É o dia seguinte à estreia de “De Ste Foy-lès-Lyon à Rio de Janeiro, May B à la Maré, une fraternité”, no Ramdam Centre d’Art, dirigido por Maguy. Trata-se também do início da turnê por seis cidades francesas da remontagem com brasileiros da mais emblemática peça do repertório da artista, “May B”, criada em 1981, com inspiração na obra de Samuel Beckett e apresentada cerca de 700 vezes pelo mundo, inclusive no Rio, em 2001. Depois de Lyon e Cergy-Pontoise, o grupo está agora em Paris. Na semana passada, fizeram cinco récitas no Centquatre. No Brasil, a montagem só deve ser vista em 2019.

“May B à la Maré, une fraternité” é um presente de Maguy para o projeto de formação de jovens em dança idealizado por Lia Rodrigues e pela professora Silvia Soter, parte de uma iniciativa maior da companhia da coreógrafa brasileira, iniciada em 2005, em parceria com a ONG Redes de Desenvolvimento da Maré. Maguy cedeu os direitos da obra e deu os figurinos completos ao projeto, que conta hoje com os dez alunos do grupo avançado de formação e mais cinco escolhidos numa audição no ano passado, sem qualquer financiamento brasileiro atualmente — a fundação francesa Hermès é apoiadora desde o início.

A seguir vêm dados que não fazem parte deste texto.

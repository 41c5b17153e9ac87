//! Fully materialized Merkle tree for small heights.
//!
//! Every node is stored, level by level. The tree is built bottom-up in a
//! single pass and serves as a reference for the sparse variants.

use tracing::debug;
use zmt_core::base::{Digest, MerkleHasher, Sha256};

use crate::core::{MerkleTreeError, leaf_capacity, validate_leaf_index, validate_node_address};
use crate::proof::{DeltaMerkleProof, MerkleProof, compute_merkle_path};
use crate::sparse::NodeAddress;

/// The tallest dense tree: `2^20` leaves and about two million nodes.
pub const DENSE_MAX_HEIGHT: u8 = 20;

/// A Merkle tree holding all `2^(height + 1) - 1` nodes in memory.
#[derive(Debug, Clone)]
pub struct DenseMerkleTree<H = Sha256> {
    hasher: H,
    height: u8,
    /// `levels[0]` holds the root, `levels[height]` the leaves.
    levels: Vec<Vec<Digest>>,
}

impl<H: MerkleHasher> DenseMerkleTree<H> {
    /// Build a tree from its leftmost leaves.
    ///
    /// Missing leaves are padded with [`Digest::EMPTY`].
    ///
    /// # Errors
    /// Returns `MerkleTreeError::HeightTooLarge` above [`DENSE_MAX_HEIGHT`],
    /// and `MerkleTreeError::IndexOutOfRange` if there are more leaves than
    /// slots.
    pub fn from_leaves(
        hasher: H,
        height: u8,
        mut leaves: Vec<Digest>,
    ) -> Result<Self, MerkleTreeError> {
        if height > DENSE_MAX_HEIGHT {
            return Err(MerkleTreeError::HeightTooLarge {
                height: usize::from(height),
                max: DENSE_MAX_HEIGHT,
            });
        }
        let slots = leaf_capacity(height);
        let capacity = usize::try_from(slots)
            .map_err(|_| MerkleTreeError::Unexpected("leaf capacity does not fit into usize"))?;
        if leaves.len() > capacity {
            return Err(MerkleTreeError::IndexOutOfRange {
                index: slots,
                height,
            });
        }
        let filled = leaves.len();
        leaves.resize(capacity, Digest::EMPTY);

        let mut levels = Vec::with_capacity(usize::from(height).saturating_add(1));
        let mut current = leaves;
        for _ in 0..height {
            let next = current
                .chunks_exact(2)
                .map(|pair| match pair {
                    [left, right] => Ok(hasher.combine(left, right)),
                    _ => Err(MerkleTreeError::Unexpected("dense level has odd width")),
                })
                .collect::<Result<Vec<_>, _>>()?;
            levels.push(current);
            current = next;
        }
        levels.push(current);
        levels.reverse();

        let tree = Self {
            hasher,
            height,
            levels,
        };
        debug!(height, leaves = filled, root = %tree.root(), "Built dense Merkle tree");
        Ok(tree)
    }

    /// Tree height.
    #[must_use]
    pub const fn height(&self) -> u8 {
        self.height
    }

    /// Current root.
    #[must_use]
    pub fn root(&self) -> Digest {
        self.levels
            .first()
            .and_then(|level| level.first())
            .copied()
            .unwrap_or(Digest::EMPTY)
    }

    /// Current value of any node.
    ///
    /// # Errors
    /// Returns an error if `level > height` or `index >= 2^level`.
    pub fn get_node(&self, level: u8, index: u64) -> Result<Digest, MerkleTreeError> {
        validate_node_address(level, index, self.height)?;
        self.slot(NodeAddress::new(level, index))
    }

    /// Current value of a leaf.
    ///
    /// # Errors
    /// Returns `MerkleTreeError::IndexOutOfRange` if `index >= 2^height`.
    pub fn get_leaf(&self, index: u64) -> Result<Digest, MerkleTreeError> {
        validate_leaf_index(index, self.height)?;
        self.slot(NodeAddress::new(self.height, index))
    }

    /// Membership proof of a leaf against the current root.
    ///
    /// # Errors
    /// Returns `MerkleTreeError::IndexOutOfRange` if `index >= 2^height`.
    pub fn get_proof(&self, index: u64) -> Result<MerkleProof, MerkleTreeError> {
        let value = self.get_leaf(index)?;

        let mut siblings = Vec::with_capacity(usize::from(self.height));
        let mut address = NodeAddress::new(self.height, index);
        while address.level > 0 {
            siblings.push(self.slot(address.sibling())?);
            address = address.parent();
        }

        MerkleProof::new(index, value, siblings, self.root())
    }

    /// Overwrite a leaf and recompute its ancestors.
    ///
    /// # Errors
    /// Returns `MerkleTreeError::IndexOutOfRange` if `index >= 2^height`.
    pub fn update_leaf(
        &mut self,
        index: u64,
        value: Digest,
    ) -> Result<DeltaMerkleProof, MerkleTreeError> {
        let old = self.get_proof(index)?;
        let path = compute_merkle_path(&self.hasher, &old.siblings, value, index)?;
        let new_root = *path
            .last()
            .ok_or(MerkleTreeError::Unexpected("Merkle path is empty"))?;

        let mut address = NodeAddress::new(self.height, index);
        for node in path {
            *self.slot_mut(address)? = node;
            address = address.parent();
        }

        DeltaMerkleProof::new(index, old.value, old.root, old.siblings, value, new_root)
    }

    fn slot(&self, address: NodeAddress) -> Result<Digest, MerkleTreeError> {
        let index = usize::try_from(address.index)
            .map_err(|_| MerkleTreeError::Unexpected("node index does not fit into usize"))?;
        self.levels
            .get(usize::from(address.level))
            .and_then(|level| level.get(index))
            .copied()
            .ok_or(MerkleTreeError::NodeIndexOutOfRange {
                level: address.level,
                index: address.index,
            })
    }

    fn slot_mut(&mut self, address: NodeAddress) -> Result<&mut Digest, MerkleTreeError> {
        let index = usize::try_from(address.index)
            .map_err(|_| MerkleTreeError::Unexpected("node index does not fit into usize"))?;
        self.levels
            .get_mut(usize::from(address.level))
            .and_then(|level| level.get_mut(index))
            .ok_or(MerkleTreeError::NodeIndexOutOfRange {
                level: address.level,
                index: address.index,
            })
    }
}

Como definiu o jornal “Le Monde” na estreia, “May B à la Maré” é “um presente estético e econômico”, uma vez que a obra continua sendo a mais solicitada do repertório da coreógrafa.

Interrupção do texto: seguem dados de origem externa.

//! The collision-resistant hash primitive used to combine two child nodes.

use blake2b_simd::Params;
use sha2::Digest as _;

use super::digest::{DIGEST_SIZE, Digest};
use crate::schema::config::HashAlgorithm;

/// Combines two child digests into their parent digest.
///
/// Implementations hash the raw 64-byte concatenation `left || right`.
/// There is no domain separation between leaves and internal nodes, nor
/// between levels: the same rule produces every node of the tree. Adding
/// separation would change every committed root.
pub trait MerkleHasher {
    /// Hash `left || right`.
    fn combine(&self, left: &Digest, right: &Digest) -> Digest;
}

/// SHA-256 over the concatenated children.
#[derive(Debug, Clone, Copy, Default, PartialEq, Eq)]
pub struct Sha256;

impl MerkleHasher for Sha256 {
    fn combine(&self, left: &Digest, right: &Digest) -> Digest {
        let out: [u8; DIGEST_SIZE] = sha2::Sha256::new()
            .chain_update(left.as_bytes())
            .chain_update(right.as_bytes())
            .finalize()
            .into();
        Digest::new(out)
    }
}

/// `BLAKE2b` with a 32-byte output over the concatenated children.
#[derive(Debug, Clone, Copy, Default, PartialEq, Eq)]
pub struct Blake2b256;

impl MerkleHasher for Blake2b256 {
    fn combine(&self, left: &Digest, right: &Digest) -> Digest {
        let mut state = Params::new().hash_length(DIGEST_SIZE).to_state();
        state.update(left.as_bytes());
        state.update(right.as_bytes());
        let hash = state.finalize();
        let mut out = [0_u8; DIGEST_SIZE];
        out.copy_from_slice(hash.as_bytes());
        Digest::new(out)
    }
}

impl MerkleHasher for HashAlgorithm {
    fn combine(&self, left: &Digest, right: &Digest) -> Digest {
        match self {
            Self::Sha256 => Sha256.combine(left, right),
            Self::Blake2b => Blake2b256.combine(left, right),
        }
    }
}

— Num tempo em que são construídos mais muros e grades, propomos um movimento inverso, descobrindo novas possibilidades de trocas, diálogos e colaborações — diz Lia Rodrigues, que dançou com Maguy no início dos anos 1980.

UMA DOSE DE ADRENALINA

“May B” é uma peça em que dez personagens pouco convencionais (há uma gorda, uma idosa, gente torta, com as faces monstruosas, esbranquiçadas, roupas imundas), inspiradas no teatro do absurdo de Beckett, parecem buscar sentido para a vida. Cenas cômicas dividem o palco com momentos trágicos e outros líricos. Existe também um forte traço pedagógico, como explicou Maguy ao GLOBO:

— Há um trabalho grande e delicado sobre ritmo, musicalidade, precisão. E o que é mais especial é que “May B” pode ser aperfeiçoada depois de aprendida, como sempre pudesse melhorar.

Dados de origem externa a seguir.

//! Core protocol types shared across the engine

use std::fmt;
use std::time::SystemTime;

use serde::{Deserialize, Serialize};
use uuid::Uuid;

/// Stable identifier correlating a sequence of related inbound events
/// to one logical assistant session.
///
/// Typically a channel + thread identifier on the chat side, but the
/// engine treats it as fully opaque.
#[derive(Debug, Clone, PartialEq, Eq, Hash, Serialize, Deserialize)]
pub struct ConversationKey(String);

impl ConversationKey {
    pub fn new(key: impl Into<String>) -> Self {
        Self(key.into())
    }

    pub fn as_str(&self) -> &str {
        &self.0
    }
}

impl fmt::Display for ConversationKey {
    fn fmt(&self, f: &mut fmt::Formatter<'_>) -> fmt::Result {
        f.write_str(&self.0)
    }
}

impl From<&str> for ConversationKey {
    fn from(s: &str) -> Self {
        Self(s.to_string())
    }
}

impl From<String> for ConversationKey {
    fn from(s: String) -> Self {
        Self(s)
    }
}

/// Opaque token issued by the subprocess that lets it resume prior
/// internal state on a later invocation.
#[derive(Debug, Clone, PartialEq, Eq, Serialize, Deserialize)]
pub struct ContinuationToken(String);

impl ContinuationToken {
    pub fn new(token: impl Into<String>) -> Self {
        Self(token.into())
    }

    /// Allocate a fresh session identifier for a brand-new conversation.
    pub fn fresh() -> Self {
        Self(Uuid::new_v4().to_string())
    }

    pub fn as_str(&self) -> &str {
        &self.0
    }
}

impl fmt::Display for ContinuationToken {
    fn fmt(&self, f: &mut fmt::Formatter<'_>) -> fmt::Result {
        f.write_str(&self.0)
    }
}

/// An inbound unit of work for the coordinator.
///
/// Both collaborators (chat gateway and HTTP trigger) reduce their
/// payloads to this contract before handing them to the engine.
#[derive(Debug, Clone, Serialize, Deserialize)]
pub struct InboundEvent {
    /// Conversation this event belongs to
    pub conversation: ConversationKey,
    /// The prompt text to run
    pub prompt: String,
    /// True for a first mention or an externally triggered fresh thread;
    /// a new conversation never resumes, even if a stale record exists.
    pub new_conversation: bool,
}

impl InboundEvent {
    pub fn new(conversation: impl Into<ConversationKey>, prompt: impl Into<String>) -> Self {
        Self {
            conversation: conversation.into(),
            prompt: prompt.into(),
            new_conversation: true,
        }
    }

    pub fn reply(conversation: impl Into<ConversationKey>, prompt: impl Into<String>) -> Self {
        Self {
            conversation: conversation.into(),
            prompt: prompt.into(),
            new_conversation: false,
        }
    }
}

/// How the invoker should bind the subprocess to a session.
#[derive(Debug, Clone, PartialEq, Eq)]
pub enum SessionDirective {
    /// Start a new session under a pre-allocated identifier
    Fresh(ContinuationToken),
    /// Resume an existing session from its continuation token
    Resume(ContinuationToken),
}

impl SessionDirective {
    pub fn token(&self) -> &ContinuationToken {
        match self {
            Self::Fresh(t) | Self::Resume(t) => t,
        }
    }

    pub fn is_resume(&self) -> bool {
        matches!(self, Self::Resume(_))
    }
}

/// Parsed success envelope from one subprocess invocation.
#[derive(Debug, Clone, Serialize, Deserialize)]
pub struct InvocationResult {
    /// Full response text for delivery to the originating channel
    pub response: String,
    /// Token for resuming this session, when the subprocess reported one
    pub token: Option<ContinuationToken>,
    /// The subprocess completed but flagged its own result as an error
    pub reported_error: bool,
}

/// Failure classification surfaced to callers.
///
/// All but `SetupFatal` are recovered at the coordinator boundary and
/// leave the registry intact; `SetupFatal` halts the affected
/// invocation path and is not retried.
#[derive(Debug, Clone, Copy, PartialEq, Eq, Serialize, Deserialize)]
pub enum FailureKind {
    /// Subprocess exceeded the wall-clock timeout and was killed
    Timeout,
    /// Subprocess exited non-zero without a parseable result
    ProcessFailure,
    /// Subprocess output was missing or unparseable
    MalformedOutput,
    /// Per-key exclusivity could not be acquired within the bounded wait
    Busy,
    /// Executable or environment missing; not recoverable per-conversation
    SetupFatal,
}

impl FailureKind {
    /// Whether a later invocation for the same conversation can succeed.
    pub fn is_recoverable(&self) -> bool {
        !matches!(self, Self::SetupFatal)
    }
}

impl fmt::Display for FailureKind {
    fn fmt(&self, f: &mut fmt::Formatter<'_>) -> fmt::Result {
        let s = match self {
            Self::Timeout => "timeout",
            Self::ProcessFailure => "process failure",
            Self::MalformedOutput => "malformed output",
            Self::Busy => "busy",
            Self::SetupFatal => "setup failure",
        };
        f.write_str(s)
    }
}

/// Outbound event produced by the coordinator for each handled inbound
/// event. Every invocation yields exactly one of these; failures are
/// delivered, never silently dropped.
#[derive(Debug, Clone)]
pub enum EngineEvent {
    /// Invocation succeeded; deliver the response text in the thread
    ReplyReady {
        conversation: ConversationKey,
        response: String,
    },
    /// Invocation failed; deliver a description of the failure
    Failed {
        conversation: ConversationKey,
        kind: FailureKind,
        detail: String,
    },
}

impl EngineEvent {
    pub fn conversation(&self) -> &ConversationKey {
        match self {
            Self::ReplyReady { conversation, .. } | Self::Failed { conversation, .. } => {
                conversation
            }
        }
    }
}

/// Snapshot row describing one tracked session.
#[derive(Debug, Clone, Serialize, Deserialize)]
pub struct SessionInfo {
    pub conversation: ConversationKey,
    pub token: Option<ContinuationToken>,
}

/// One tracked conversation-to-session correlation.
#[derive(Debug, Clone)]
pub struct SessionRecord {
    /// Owning conversation key, unique within the registry
    pub conversation: ConversationKey,
    /// Absent until the first successful invocation for this key
    pub token: Option<ContinuationToken>,
    /// Updated on every invocation attempt, success or failure
    pub last_activity: SystemTime,
}

impl SessionRecord {
    pub fn new(conversation: ConversationKey) -> Self {
        Self {
            conversation,
            token: None,
            last_activity: SystemTime::now(),
        }
    }
}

A tensão nos corpos dos dez jovens da Maré, explícita na estreia em Lyon, deu lugar a uma dose certa de adrenalina em Paris. Ajudou terem passado pelo teatrão de Cergy-Pontoise, onde a maior parte do público era formada por estudantes, e um passeio pela Disney de Paris, depois de ensaios entre a Maré e a França. Chegaram ao Centquatre mais à vontade. E ali, na estreia, tiveram a segurança para se manifestarem politicamente. Nos aplausos, levantaram cartazes com frases e um retrato da vereadora Marielle Franco, morta há um mês, que, assim como eles, foi criada na Maré.

— Decidimos que, neste momento tão difícil do Brasil, era hora de mostrar nossas posições políticas. Nos posicionamos contra o fim da profissão de artista, sobre a prisão do Lula e sobre a Marielle, cuja morte nos afetou muito — explicou Luyd Carvalho, 21 anos, mostrando a face mais política da formação em artes com Lia.

Luyd e outros sete integrantes do grupo são alunos da graduação em dança da UFRJ, e os outros dois já se formaram. O trabalho de formação dos jovens no Centro de Artes da Maré acontece cinco vezes por semana, com quatro horas de aulas, reflexões, ensaios. Desde 2012, o grupo já apresentou dois trabalhos, teve aulas com dezenas de coreógrafos nacionais e até com nomes incensados internacionalmente, como a belga Anna Teresa De Keersmaeker e a portuguesa Vera Mantero.

O “May B” carioca tem um sabor a mais para uma das bailarinas. Luciana Barros, 26 anos, descobriu Maguy Marin no Núcleo de Formação, em 2012, quando se tornar uma artista era algo irreal para a garota que só havia dançado no grupo amador da Igreja Batista do Parque União:

— Difícil acreditar que agora estou aqui, com ela, aprendendo e trocando informações.